• Work order
The entries below hold a line with "let mut meta = ProductMetadata::new(2, 2, (400.0, 600.0));" and a line with "fn build(jobs: Vec<JobDescriptor>, meta: &ProductMetadata)". Return those lines and all that lie between them, exactly and only.

• Entries taken from a collection
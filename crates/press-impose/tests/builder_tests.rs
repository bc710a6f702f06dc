use press_impose::*;
use std::sync::Arc;

fn book_metadata() -> ProductMetadata {
    let mut meta = ProductMetadata::new(2, 2, (400.0, 600.0));
    meta.id_text = Some("<order_item_id> <page>/<pages>".to_string());
    meta.page_bounds = Some((2, 101));
    meta
}

fn book_job(pages: u32) -> JobDescriptor {
    JobDescriptor::new(1234, "B", "book.pdf", pages, 1)
}

fn build(jobs: Vec<JobDescriptor>, meta: &ProductMetadata) -> BuiltPages {
    let jobs: Vec<Arc<JobDescriptor>> = jobs.into_iter().map(Arc::new).collect();
    build_page_list(&jobs, meta).unwrap()
}

fn content_index(page: &LogicalPage) -> Option<u32> {
    match page.kind {
        PageKind::Content { index, .. } => Some(index),
        _ => None,
    }
}

#[test]
fn test_full_run_emits_cover_content_and_trailer() {
    // 9 PDF pages: cover + content 1..8, odd count backfills blank+barcode
    let built = build(vec![book_job(9)], &book_metadata());
    let kinds: Vec<&PageKind> = built.pages.iter().map(|p| &p.kind).collect();

    assert_eq!(content_index(&built.pages[0]), Some(0));
    assert_eq!(built.pages[0].label, "cover");
    for p in 1..=8u32 {
        assert_eq!(content_index(&built.pages[p as usize]), Some(p));
    }
    assert_eq!(kinds[9], &PageKind::Blank);
    assert_eq!(kinds[10], &PageKind::LogoBarcode);
    assert_eq!(built.pages.len(), 11);
}

#[test]
fn test_duplex_back_pairing_of_subset() {
    // requesting either side of a leaf pulls in its partner
    let meta = book_metadata();
    let mut front = book_job(8);
    front.page_list = Some(vec![PageRequest::Page(3)]);
    let built = build(vec![front], &meta);
    assert_eq!(content_index(&built.pages[0]), Some(3));
    assert_eq!(content_index(&built.pages[1]), Some(4));

    let mut back = book_job(8);
    back.page_list = Some(vec![PageRequest::Page(4)]);
    let built = build(vec![back], &meta);
    assert_eq!(content_index(&built.pages[0]), Some(3));
    assert_eq!(content_index(&built.pages[1]), Some(4));
}

#[test]
fn test_last_page_back_becomes_barcode() {
    // page 7 of an 8-page PDF pairs with the barcode trailer, not page 8
    let meta = book_metadata();
    let mut job = book_job(8);
    job.page_list = Some(vec![PageRequest::Page(7)]);
    let built = build(vec![job], &meta);
    assert_eq!(content_index(&built.pages[0]), Some(7));
    // even page count, default class: single logo/barcode trailer
    assert_eq!(built.pages[1].kind, PageKind::LogoBarcode);
    assert_eq!(built.pages.len(), 2);
}

#[test]
fn test_cover_subset_scenario() {
    // cover plus pages 1 and 3 of a 4-page duplex book
    let meta = book_metadata();
    let mut job = book_job(4);
    job.page_list = Some(vec![
        PageRequest::Cover,
        PageRequest::Page(1),
        PageRequest::Page(3),
    ]);
    let built = build(vec![job], &meta);
    let kinds: Vec<&PageKind> = built.pages.iter().map(|p| &p.kind).collect();

    assert_eq!(
        kinds[0],
        &PageKind::Cover {
            kind: CoverKind::Cover,
            side: SheetFace::Front
        }
    );
    assert_eq!(
        kinds[1],
        &PageKind::Cover {
            kind: CoverKind::Cover,
            side: SheetFace::Back
        }
    );
    assert_eq!(content_index(&built.pages[2]), Some(1));
    assert_eq!(content_index(&built.pages[3]), Some(2));
    assert_eq!(content_index(&built.pages[4]), Some(3));
    assert_eq!(kinds[5], &PageKind::LogoBarcode);
    assert_eq!(built.pages.len(), 6);
}

#[test]
fn test_cover_requests_move_to_front() {
    let meta = book_metadata();
    let mut job = book_job(8);
    job.page_list = Some(vec![PageRequest::Page(1), PageRequest::Cover]);
    let built = build(vec![job], &meta);
    assert!(built.pages[0].kind.is_front_face());
}

#[test]
fn test_printed_cover_back_products_use_page_one() {
    let meta = book_metadata();
    let mut job = JobDescriptor::new(55, "M", "album.pdf", 10, 1);
    job.page_list = Some(vec![PageRequest::Cover]);
    let built = build(vec![job], &meta);
    assert!(built.pages[0].kind.is_front_face());
    assert_eq!(content_index(&built.pages[1]), Some(1));
    assert_eq!(built.pages[1].source.as_ref().unwrap().page, 2);
    assert_eq!(built.pages.len(), 2);
}

#[test]
fn test_pseudo_simplex_subset_blank_backs() {
    // single-sided content into a duplex binding: explicit blank backs,
    // barcode behind the last page
    let mut meta = book_metadata();
    meta.cover = Some("book-cover".to_string());
    let mut job = JobDescriptor::new(77, "E", "book.pdf", 4, 1);
    job.page_siding = PageSiding::Simplex;
    job.page_list = Some(vec![
        PageRequest::Page(1),
        PageRequest::Page(2),
        PageRequest::Page(3),
    ]);
    let built = build(vec![job], &meta);
    let kinds: Vec<&PageKind> = built.pages.iter().map(|p| &p.kind).collect();

    assert_eq!(content_index(&built.pages[0]), Some(1));
    assert_eq!(kinds[1], &PageKind::Blank);
    assert_eq!(content_index(&built.pages[2]), Some(2));
    assert_eq!(kinds[3], &PageKind::Blank);
    assert_eq!(content_index(&built.pages[4]), Some(3));
    assert_eq!(kinds[5], &PageKind::Barcode);
    assert_eq!(built.pages.len(), 6);
}

#[test]
fn test_pseudo_simplex_full_run_blank_padding() {
    let mut meta = book_metadata();
    meta.cover = Some("book-cover".to_string());
    let mut job = book_job(4);
    job.page_siding = PageSiding::Simplex;
    let built = build(vec![job], &meta);
    let kinds: Vec<&PageKind> = built.pages.iter().map(|p| &p.kind).collect();

    // dedicated cover component: no in-run cover page
    assert_eq!(content_index(&built.pages[0]), Some(1));
    assert_eq!(kinds[1], &PageKind::Blank);
    assert_eq!(content_index(&built.pages[2]), Some(2));
    assert_eq!(kinds[3], &PageKind::Blank);
    // the last content page is backed by the trailer instead
    assert_eq!(content_index(&built.pages[4]), Some(3));
    assert_eq!(kinds[5], &PageKind::LogoBarcode);
}

#[test]
fn test_lone_trailer_readds_last_page() {
    // a bare barcode request on a deluxe book pulls the final content page
    // back in so the barcode lands on its back
    let meta = book_metadata();
    let mut job = JobDescriptor::new(88, "E", "book.pdf", 6, 1);
    job.page_list = Some(vec![PageRequest::Page(3), PageRequest::Barcode]);
    let built = build(vec![job], &meta);

    assert_eq!(content_index(&built.pages[0]), Some(3));
    assert_eq!(content_index(&built.pages[1]), Some(4));
    assert_eq!(content_index(&built.pages[2]), Some(5));
    assert_eq!(built.pages[3].kind, PageKind::Barcode);
}

#[test]
fn test_card_copies_are_labeled_faces() {
    let meta = ProductMetadata::new(3, 3, (200.0, 280.0));
    let mut job = JobDescriptor::new(9, "B", "card.pdf", 2, 3);
    job.batched = true;
    job.no_manifest = true;
    let built = build(vec![job], &meta);

    assert_eq!(built.pages.len(), 6);
    assert_eq!(built.pages[0].label, "1 front");
    assert!(built.pages[0].kind.is_front_face());
    assert_eq!(built.pages[1].label, "1");
    assert_eq!(built.pages[4].label, "3 front");
    assert_eq!(built.pages[5].source.as_ref().unwrap().page, 2);
}

#[test]
fn test_copy_separators_for_large_batched_runs() {
    // 3 copies of a book on a 1x2 grid: each copy is prefixed by a
    // separator/cyan pair
    let mut meta = book_metadata();
    meta.rows = 1;
    meta.cols = 2;
    let mut job = book_job(5);
    job.qty = 3;
    job.batched = true;
    job.no_manifest = true;
    let built = build(vec![job], &meta);

    let separators: Vec<usize> = built
        .pages
        .iter()
        .enumerate()
        .filter(|(_, p)| p.kind.is_separator())
        .map(|(i, _)| i)
        .collect();
    assert_eq!(separators.len(), 3);
    for &i in &separators {
        assert_eq!(built.pages[i + 1].kind, PageKind::Cyan);
    }
    match &built.pages[separators[1]].kind {
        PageKind::Separator { label } => assert_eq!(label, "1234 - Copy 2"),
        other => panic!("expected separator, got {:?}", other),
    }
    // batched content carries copy/page counters
    assert!(
        built
            .pages
            .iter()
            .any(|p| p.label == "Copy 2/3 Page 1/5")
    );
}

#[test]
fn test_batched_manifest_is_front_sheet() {
    let meta = book_metadata();
    let mut job = book_job(5);
    job.batched = true;
    let built = build(vec![job], &meta);
    assert_eq!(
        built.front_sheet.as_ref().map(|p| &p.kind),
        Some(&PageKind::Manifest)
    );
}

#[test]
fn test_work_order_becomes_front_sheet_without_manifest() {
    let mut meta = book_metadata();
    meta.work_order = true;
    let mut job = book_job(5);
    job.work_order_source = Some("B1234-workorder.pdf".into());
    let built = build(vec![job], &meta);

    assert_eq!(
        built.front_sheet.as_ref().map(|p| &p.kind),
        Some(&PageKind::WorkOrder)
    );
    assert_eq!(built.work_orders.len(), 1);
    assert!(!built.pages.iter().any(|p| p.kind == PageKind::WorkOrder));
}

#[test]
fn test_work_order_joins_list_when_manifest_present() {
    let mut meta = book_metadata();
    meta.work_order = true;
    let mut job = book_job(5);
    job.batched = true;
    job.work_order_source = Some("B1234-workorder.pdf".into());
    let built = build(vec![job], &meta);

    assert_eq!(
        built.front_sheet.as_ref().map(|p| &p.kind),
        Some(&PageKind::Manifest)
    );
    assert_eq!(built.pages[0].kind, PageKind::WorkOrder);
    assert_eq!(built.pages[1].kind, PageKind::Cyan);
}

#[test]
fn test_missing_work_order_source_is_fatal() {
    let mut meta = book_metadata();
    meta.work_order = true;
    let jobs = vec![Arc::new(book_job(5))];
    let result = build_page_list(&jobs, &meta);
    assert!(matches!(
        result,
        Err(ImposeError::Content { job: 1234, .. })
    ));
}

#[test]
fn test_page_bounds_violations_name_the_job() {
    let meta = book_metadata();
    let jobs = vec![Arc::new(book_job(1))];
    match build_page_list(&jobs, &meta) {
        Err(ImposeError::Content { job, reason }) => {
            assert_eq!(job, 1234);
            assert!(reason.contains("too few"));
        }
        other => panic!("expected content error, got {:?}", other),
    }

    let jobs = vec![Arc::new(book_job(200))];
    assert!(matches!(
        build_page_list(&jobs, &meta),
        Err(ImposeError::Content { job: 1234, .. })
    ));
}

#[test]
fn test_unbatched_jobs_impose_single_copy() {
    let meta = book_metadata();
    let mut job = book_job(5);
    job.qty = 10;
    let built = build(vec![job], &meta);
    // cover + 4 content + blank/logo-barcode backfill, once
    assert_eq!(built.pages.len(), 7);
}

• Solution to this exercise
    let mut meta = ProductMetadata::new(2, 2, (400.0, 600.0));
    meta.id_text = Some("<order_item_id> <page>/<pages>".to_string());
    meta.page_bounds = Some((2, 101));
    meta
}

fn book_job(pages: u32) -> JobDescriptor {
    JobDescriptor::new(1234, "B", "book.pdf", pages, 1)
}

fn build(jobs: Vec<JobDescriptor>, meta: &ProductMetadata) -> BuiltPages {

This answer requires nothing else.